PR Agencies: The Next Digital Casualty?
Steve Rubel. a self-described “digital marketer,” describes his employer, Edelman, as the “wolrd’s largest indpendent PR firm.” As a Edelman Senior Vice President:
“Steve is charged with helping Edelman (PR) clients identify key insights, trends and emerging digital platforms that can be applied in marketing programs.”
WOW! Sounds like Edelman’s Steve is keen on “disintermediating agencies,” advertising agencies, that is! It is subsequently not surprsing that the Edelman PR evangelist would rally that the most important “news” out of the Interactive Advertising Bureau’s annual meeting is that “digitally savvy” markteters are “disintermediating agencies - even as they all downplay it,” according to Steve’s unique PR about a Booz Allen Hamilton presentation.
While Rubel warns “the risk to agencies has never been greater,” however, Booz Allen Hamilton itself underscores: “the majority of media executives continue to believe that the responsibility for creative functions, communications and media planning, still lie with the agency of record.” The CEO of the IAB, Randall Rothenberg concurs, with Booz Allen Hamilton: ”media executives recognize the critical role that advertising agencies play and will continue to play in the media landscape.”

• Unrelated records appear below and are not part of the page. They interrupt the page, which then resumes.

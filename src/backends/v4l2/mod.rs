// SPDX-License-Identifier: GPL-3.0-only

//! V4L2 capture platform
//!
//! Linux has no camera permission prompt and no notion of a rear camera, so
//! both map onto what the kernel exposes:
//!
//! - every `/dev/video*` node with the video capture capability counts as a
//!   scanning camera
//! - authorization is read/write access to the device node; `Denied` when
//!   the user is not in the `video` group
//! - QR codes are decoded in-process with [`QrDetector`]

mod capture;

use super::frame_loop::FrameLoop;
use super::{
    AccessRequest, AuthorizationStatus, BackendError, BackendResult, CameraDevice, CameraLocation,
    CaptureInput, CapturePlatform, CaptureSession, MetadataDelegate, SessionObserver, SymbolSet,
    SymbolType,
};
use crate::config::Config;
use crate::constants::{detector, v4l2};
use crate::frame_processor::QrDetector;
use capture::CaptureParams;
use std::ffi::CString;
use std::time::Duration;
use tokio::sync::oneshot;
use tracing::{debug, info, warn};
use v4l::capability::Flags;
use v4l::prelude::*;

/// List video capture devices, sorted by path
pub fn enumerate_devices() -> Vec<CameraDevice> {
    let mut devices: Vec<CameraDevice> = std::fs::read_dir(v4l2::DEVICE_DIR)
        .into_iter()
        .flatten()
        .flatten()
        .filter(|e| {
            e.path()
                .file_name()
                .and_then(|n| n.to_str())
                .map(|n| n.starts_with(v4l2::DEVICE_PREFIX))
                .unwrap_or(false)
        })
        .filter_map(|entry| {
            let path = entry.path().to_string_lossy().to_string();
            probe_device(&path)
        })
        .collect();

    devices.sort_by(|a, b| a.path.cmp(&b.path));
    debug!(count = devices.len(), "Enumerated V4L2 capture devices");
    devices
}

/// Query a node and keep it only if it can capture video
fn probe_device(path: &str) -> Option<CameraDevice> {
    let dev = Device::with_path(path).ok()?;
    let caps = dev.query_caps().ok()?;
    if !caps.capabilities.contains(Flags::VIDEO_CAPTURE) {
        return None;
    }
    Some(CameraDevice {
        name: caps.card,
        path: path.to_string(),
        location: CameraLocation::External,
    })
}

/// Whether the current user may open the node for capture
fn device_access(path: &str) -> AuthorizationStatus {
    let Ok(c_path) = CString::new(path) else {
        return AuthorizationStatus::Denied;
    };
    // SAFETY: c_path is a valid NUL-terminated string for the duration of the call
    let result = unsafe { libc::access(c_path.as_ptr(), libc::R_OK | libc::W_OK) };
    if result == 0 {
        AuthorizationStatus::Authorized
    } else {
        AuthorizationStatus::Denied
    }
}

/// Capture platform backed by Video4Linux2
#[derive(Debug, Clone)]
pub struct V4l2Platform {
    /// Fixed device; the first capture device when unset
    device_path: Option<String>,
    detector: QrDetector,
    detection_interval: Duration,
}

impl Default for V4l2Platform {
    fn default() -> Self {
        Self::new()
    }
}

impl V4l2Platform {
    pub fn new() -> Self {
        Self {
            device_path: None,
            detector: QrDetector::new(),
            detection_interval: detector::DEFAULT_INTERVAL,
        }
    }

    pub fn with_device(mut self, path: impl Into<String>) -> Self {
        self.device_path = Some(path.into());
        self
    }

    pub fn with_detection_interval(mut self, interval: Duration) -> Self {
        self.detection_interval = interval;
        self
    }

    pub fn from_config(config: &Config) -> Self {
        Self {
            device_path: config.device_path.clone(),
            detector: QrDetector::with_max_dimension(config.max_dimension),
            detection_interval: Duration::from_millis(config.detection_interval_ms),
        }
    }

    fn selected_device(&self) -> Option<CameraDevice> {
        match &self.device_path {
            Some(path) => probe_device(path),
            None => enumerate_devices().into_iter().next(),
        }
    }
}

impl CapturePlatform for V4l2Platform {
    fn has_rear_camera(&self) -> bool {
        self.selected_device().is_some()
    }

    fn authorization_status(&self) -> AuthorizationStatus {
        match self.selected_device() {
            Some(device) => device_access(&device.path),
            // Nothing to be denied; the missing device is reported later
            None => AuthorizationStatus::Authorized,
        }
    }

    fn request_access(&self) -> AccessRequest {
        let (tx, rx) = oneshot::channel();
        let granted = self.authorization_status() == AuthorizationStatus::Authorized;
        let _ = tx.send(granted);
        rx
    }

    fn default_video_device(&self) -> Option<CameraDevice> {
        self.selected_device()
    }

    fn open_input(&self, device: &CameraDevice) -> BackendResult<Box<dyn CaptureInput>> {
        if device_access(&device.path) != AuthorizationStatus::Authorized {
            return Err(BackendError::InputRejected(format!(
                "no read/write access to {}",
                device.path
            )));
        }
        Device::with_path(&device.path)
            .map_err(|e| BackendError::DeviceNotFound(format!("{}: {}", device.path, e)))?;
        Ok(Box::new(V4l2Input {
            device: device.clone(),
        }))
    }

    fn create_session(&self, observer: SessionObserver) -> Box<dyn CaptureSession> {
        Box::new(V4l2Session {
            observer,
            device: None,
            output: None,
            frame_loop: None,
            detector: self.detector.clone(),
            detection_interval: self.detection_interval,
        })
    }

    fn available_symbol_types(&self) -> SymbolSet {
        SymbolSet::from([SymbolType::Qr])
    }

    fn name(&self) -> &'static str {
        "v4l2"
    }
}

struct V4l2Input {
    device: CameraDevice,
}

impl CaptureInput for V4l2Input {
    fn device(&self) -> &CameraDevice {
        &self.device
    }
}

struct V4l2Session {
    observer: SessionObserver,
    device: Option<CameraDevice>,
    output: Option<(SymbolSet, MetadataDelegate)>,
    frame_loop: Option<FrameLoop>,
    detector: QrDetector,
    detection_interval: Duration,
}

impl CaptureSession for V4l2Session {
    fn can_add_input(&self, _input: &dyn CaptureInput) -> bool {
        self.device.is_none()
    }

    fn add_input(&mut self, input: Box<dyn CaptureInput>) {
        self.device = Some(input.device().clone());
    }

    fn can_add_metadata_output(&self) -> bool {
        self.device.is_some() && self.output.is_none()
    }

    fn add_metadata_output(&mut self, symbol_types: &SymbolSet, delegate: MetadataDelegate) {
        self.output = Some((symbol_types.clone(), delegate));
    }

    fn start_running(&mut self) -> BackendResult<()> {
        if self.is_running() {
            return Ok(());
        }

        let device = self
            .device
            .clone()
            .ok_or_else(|| BackendError::StartFailed("no input attached".into()))?;
        let (symbol_types, delegate) = self
            .output
            .clone()
            .ok_or_else(|| BackendError::StartFailed("no metadata output attached".into()))?;

        let params = CaptureParams {
            path: device.path.clone(),
            delegate,
            observer: self.observer.clone(),
            detector: self.detector.clone(),
            detection_interval: self.detection_interval,
            decode: symbol_types.contains(&SymbolType::Qr),
        };

        let (init_tx, init_rx) = std::sync::mpsc::channel();
        let frame_loop = FrameLoop::spawn("v4l2-capture", move |stop| {
            capture::run(params, stop, init_tx);
        })?;

        // Wait for the device to be configured before reporting success
        match init_rx.recv() {
            Ok(Ok(())) => {
                info!(path = %device.path, "V4L2 capture started");
                self.frame_loop = Some(frame_loop);
                Ok(())
            }
            Ok(Err(msg)) => {
                warn!(path = %device.path, error = %msg, "V4L2 capture failed to start");
                Err(BackendError::StartFailed(msg))
            }
            Err(_) => Err(BackendError::StartFailed(
                "capture thread died during initialization".into(),
            )),
        }
    }

    fn stop_running(&mut self) {
        if let Some(mut frame_loop) = self.frame_loop.take() {
            frame_loop.stop();
            info!("V4L2 capture stopped");
        }
    }

    fn is_running(&self) -> bool {
        self.frame_loop.as_ref().is_some_and(FrameLoop::is_running)
    }
}

impl Drop for V4l2Session {
    fn drop(&mut self) {
        self.stop_running();
    }
}

#[cfg(test)]
mod tests {
    use super::*;

    #[test]
    fn test_missing_node_is_not_a_camera() {
        assert!(probe_device("/dev/definitely-not-a-video-node").is_none());
    }

    #[test]
    fn test_missing_node_is_denied() {
        assert_eq!(
            device_access("/dev/definitely-not-a-video-node"),
            AuthorizationStatus::Denied
        );
    }

    #[test]
    fn test_platform_only_decodes_qr() {
        let platform = V4l2Platform::new();
        assert_eq!(platform.available_symbol_types(), SymbolSet::from([SymbolType::Qr]));
        assert_eq!(platform.name(), "v4l2");
    }

    #[test]
    fn test_fixed_missing_device_has_no_camera() {
        let platform = V4l2Platform::new().with_device("/dev/definitely-not-a-video-node");
        assert!(!platform.has_rear_camera());
        assert!(platform.default_video_device().is_none());
        assert_eq!(platform.authorization_status(), AuthorizationStatus::Authorized);
    }
}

Rubel ridicules a “wrong” image of media companies “as lumbering dinosaurs lingering toward extinction in a world of infinite content” while nevertheless signaling out one “agency” as a “late” digital bloomer, Group M.
Edelman cheers a prospective agency disintermediation at its own “extinction” peril though. After all, if media companies are ”expanding well beyond traditional advertising sales roles into areas such as campaign development, creative services and consumer insight,” as Christopher Vollmer, Vice President at Booz Allen Hamilton, indicates, then they are undoubtedly seeking to expand into other communication areas as well: Public relations, for example, for client and/or their own accounts.
The IAB’s Rothenberg says media companies are providing marketers with “a suite of strategic communications solutions that are far beyond anything we’ve seen before.” PR, of course, is a core component of required “suites” of communications solutions for marketers.
Public relations agencies are as much “at risk” of disintermediation as advertising and media agencies are, from both structural industry trends and macro economic conditions.
The CMO Council’s 2007 “marketing outlook” indicated PR agencies were a 2006 target of choice for Chief Marketing Officers seeking to “instill new disciplines, skills and focus in their own organizations”:
The restructuring went beyond internal resources, as agency turnover was rampant. 64 percent of marketers said they dumped at least one agency last year, and over half plan further agency changes in 2007. Public relations agencies got the ax most often, followed by web design & development and advertising agencies.
Who needs PR agencies? After all, a corporate blog is a direct route to participating in the the world wide Web “conversation.”